What Matters Most: An Essay on the Eve of Chemotherapy

by Frank Gaimari

The house is quiet tonight. There’s just one lamp on, trying its best to hold back the darkness, but honestly, it feels like the darkness is winning. Outside, life rolls on — cars pass by, someone walks their dog, and I can even hear a television down the hallway. But here in my condo, the silence feels heavy, like the house is holding its breath right along with me.

Two days ago, they put in my PICC line. It’s still sore, taped to my left upper arm, a constant reminder that this is real — that chemo isn’t just a word I’ll face in the future, but something that starts now.

Tomorrow is chemo. My first treatment. Just writing those words makes my stomach twist.

I should probably say this — writing is my therapy. Putting these words down helps me sort through the mess in my head. It’s how I make sense of all these big feelings. Sometimes, writing is the only way I can face what’s really going on. It lets me breathe.

I won’t lie — I’m scared. Really scared. Fear feels cold and heavy, settling in my bones and refusing to leave. It’s been hanging around for weeks, always in the background, but tonight it’s front and center. Every time I close my eyes, fear serves up new images of what might come next. The unknown stretches out in front of me, and here I am at the edge, shaking.

Sometimes, my body hardly feels like mine anymore. This thing, Hairy Cell Leukemia, has taken over so much of it. It’s actually an extremely rare kind of leukemia — so rare, it blows my mind that I have it. What a strange name for something that’s flipped my entire world upside down. I’m so tired all the time, like I’m hauling invisible weights. I get out of breath just climbing stairs. My spleen is swollen, a constant, uncomfortable reminder that things aren’t right inside me. Nausea comes in waves, and sometimes it just lingers, making me wish I could feel normal for five minutes. Being sick is my new normal — a running list of what I can’t do or enjoy right now.

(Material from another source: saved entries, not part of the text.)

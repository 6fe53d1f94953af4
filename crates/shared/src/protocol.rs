use chrono::{DateTime, Utc};
use serde::{Deserialize, Serialize};

use crate::domain::{Attachment, Bounds, ConversationId, LocationSample, Message, MessageId, UserId};

/// Inbound topic names as the service emits them.
pub mod topics {
    pub const RECEIVE_MESSAGE: &str = "receiveMessage";
    pub const TYPING: &str = "typing";
    pub const USER_LOCATION_UPDATE: &str = "userLocationUpdate";
    pub const USER_OFFLINE: &str = "userOffline";
    pub const MATCH_UPDATE: &str = "match-update";
    pub const NEW_MATCH: &str = "new-match";
    pub const GYM_CREATED: &str = "gymCreated";
    pub const GYM_UPDATED: &str = "gymUpdated";

    pub const ALL: [&str; 8] = [
        RECEIVE_MESSAGE,
        TYPING,
        USER_LOCATION_UPDATE,
        USER_OFFLINE,
        MATCH_UPDATE,
        NEW_MATCH,
        GYM_CREATED,
        GYM_UPDATED,
    ];
}

/// One channel frame: `{"event": name, "data": payload}`.
#[derive(Debug, Clone, PartialEq, Serialize, Deserialize)]
pub struct Frame {
    pub event: String,
    #[serde(default)]
    pub data: serde_json::Value,
}

impl Frame {
    pub fn decode(text: &str) -> Result<Self, serde_json::Error> {
        serde_json::from_str(text)
    }
}

#[derive(Debug, Clone, PartialEq, Serialize, Deserialize)]
#[serde(tag = "event", content = "data")]
pub enum ClientEvent {
    #[serde(rename = "register")]
    Register(UserId),
    #[serde(rename = "sendMessage")]
    SendMessage(OutboundMessage),
    #[serde(rename = "typing")]
    Typing(TypingPayload),
    #[serde(rename = "locationUpdate")]
    LocationUpdate(LocationUpdatePayload),
    #[serde(rename = "subscribeToMapUpdates")]
    SubscribeToMapUpdates(MapSubscription),
    #[serde(rename = "joinRoom")]
    JoinRoom { room: String },
    #[serde(rename = "leaveRoom")]
    LeaveRoom { room: String },
    #[serde(rename = "requestSnapshot")]
    RequestSnapshot {
        topic: String,
        #[serde(default, skip_serializing_if = "Option::is_none")]
        room: Option<String>,
    },
}

impl ClientEvent {
    pub fn name(&self) -> &'static str {
        match self {
            Self::Register(_) => "register",
            Self::SendMessage(_) => "sendMessage",
            Self::Typing(_) => "typing",
            Self::LocationUpdate(_) => "locationUpdate",
            Self::SubscribeToMapUpdates(_) => "subscribeToMapUpdates",
            Self::JoinRoom { .. } => "joinRoom",
            Self::LeaveRoom { .. } => "leaveRoom",
            Self::RequestSnapshot { .. } => "requestSnapshot",
        }
    }

    pub fn encode(&self) -> Result<String, serde_json::Error> {
        serde_json::to_string(self)
    }
}

#[derive(Debug, Clone, PartialEq, Serialize, Deserialize)]
#[serde(rename_all = "camelCase")]
pub struct OutboundMessage {
    pub conversation_id: ConversationId,
    pub sender_id: UserId,
    pub receiver_id: UserId,
    pub content: String,
    pub timestamp: DateTime<Utc>,
    pub temp_id: MessageId,
    #[serde(default)]
    pub attachments: Vec<Attachment>,
}

#[derive(Debug, Clone, PartialEq, Eq, Serialize, Deserialize)]
#[serde(rename_all = "camelCase")]
pub struct TypingPayload {
    pub sender_id: UserId,
    pub receiver_id: UserId,
    pub is_typing: bool,
    pub conversation_id: ConversationId,
}

#[derive(Debug, Clone, PartialEq, Serialize, Deserialize)]
pub struct LocationUpdatePayload {
    pub lat: f64,
    pub lng: f64,
    pub accuracy: f64,
    pub timestamp: DateTime<Utc>,
}

impl From<&LocationSample> for LocationUpdatePayload {
    fn from(sample: &LocationSample) -> Self {
        Self {
            lat: sample.lat,
            lng: sample.lng,
            accuracy: sample.accuracy_m,
            timestamp: sample.timestamp,
        }
    }
}

#[derive(Debug, Clone, PartialEq, Serialize, Deserialize)]
pub struct MapSubscription {
    pub bounds: Bounds,
    pub zoom: u8,
    pub timestamp: DateTime<Utc>,
}

/// `receiveMessage` payload.
#[derive(Debug, Clone, PartialEq, Serialize, Deserialize)]
#[serde(rename_all = "camelCase")]
pub struct MessagePayload {
    pub id: MessageId,
    pub conversation_id: ConversationId,
    pub sender_id: UserId,
    #[serde(default, skip_serializing_if = "Option::is_none")]
    pub receiver_id: Option<UserId>,
    pub content: String,
    pub timestamp: DateTime<Utc>,
    #[serde(default, skip_serializing_if = "Option::is_none")]
    pub temp_id: Option<MessageId>,
    #[serde(default)]
    pub attachments: Vec<Attachment>,
}

impl MessagePayload {
    pub fn into_message(self) -> Message {
        Message {
            id: self.id,
            conversation_id: self.conversation_id,
            sender: self.sender_id,
            content: self.content,
            attachments: self.attachments,
            timestamp: self.timestamp,
            pending: false,
            delivered: true,
        }
    }
}

#[derive(Debug, Clone, PartialEq, Serialize, Deserialize)]
#[serde(rename_all = "camelCase")]
pub struct UserLocationPayload {
    pub user_id: UserId,
    pub lat: f64,
    pub lng: f64,
    #[serde(default)]
    pub accuracy: Option<f64>,
    pub timestamp: DateTime<Utc>,
}

#[derive(Debug, Clone, PartialEq, Eq, Serialize, Deserialize)]
#[serde(rename_all = "camelCase")]
pub struct UserOfflinePayload {
    pub user_id: UserId,
}

#[cfg(test)]
#[path = "tests/protocol_tests.rs"]
mod tests;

At first, when I got the diagnosis, it felt like this disease barged into my life and stole everything I was looking forward to — my plans, my energy, any sense of certainty about the future. It’s been a long stretch of canceled things, of trying to talk but not having the words, of silence when I need answers I can’t find. But strangely, in all the space left by what’s been taken away, something else has started to grow. Maybe it’s clarity.

When you stare your own mortality in the face, all the little things suddenly don’t matter. I’m aware — sometimes painfully, sometimes beautifully aware — of how precious each day is. Just being able to breathe without thinking about it or feeling okay for a couple of hours feels huge. This leukemia has taken a lot, but it’s also forced me to really think about what matters.

And you know what? It’s people. It’s the look my husband gives me when our hands touch, the soft sound of our dogs shifting and snoring in the next room. It’s sharing a quiet moment with an old friend and feeling understood. I see love everywhere now, even when it’s mixed in with fear and worry. Before, a conversation was just talk — now, every “I love you,” every hug, every shared story is a lifeline. We talk about things that matter, because suddenly we know we can’t take any of this for granted.

My cancer group therapy has also become a lifeline for me. Knowing there are people out there who really get what I’m feeling has made all the difference. I’d honestly be lost without them, and because of their support. Their understanding lifts me when I feel alone, helping me believe that brighter moments are possible, even in the middle of all this.

So here I am tonight, scared about whatever’s waiting for me in that treatment chair tomorrow. But I’m feeling something else too — gratitude. I’m grateful for the doctors and nurses, for the science that’s brought me this far. But most of all, I’m thankful for my people, my family, my friends — everyone who keeps me anchored through the storm. They’re the reason I’ll roll up my sleeve, take a deep breath, and start this fight.

I don’t know what comes next. There will be bad days, days when I’m so tired and sick that it feels impossible. But I won’t have to face it alone. If nothing else, this journey has shown me what strength really is, and how powerful love can be. Tonight, on the night before chemo, I’m terrified. But I know exactly what I’m fighting for. And somehow, that makes me believe I can get through anything.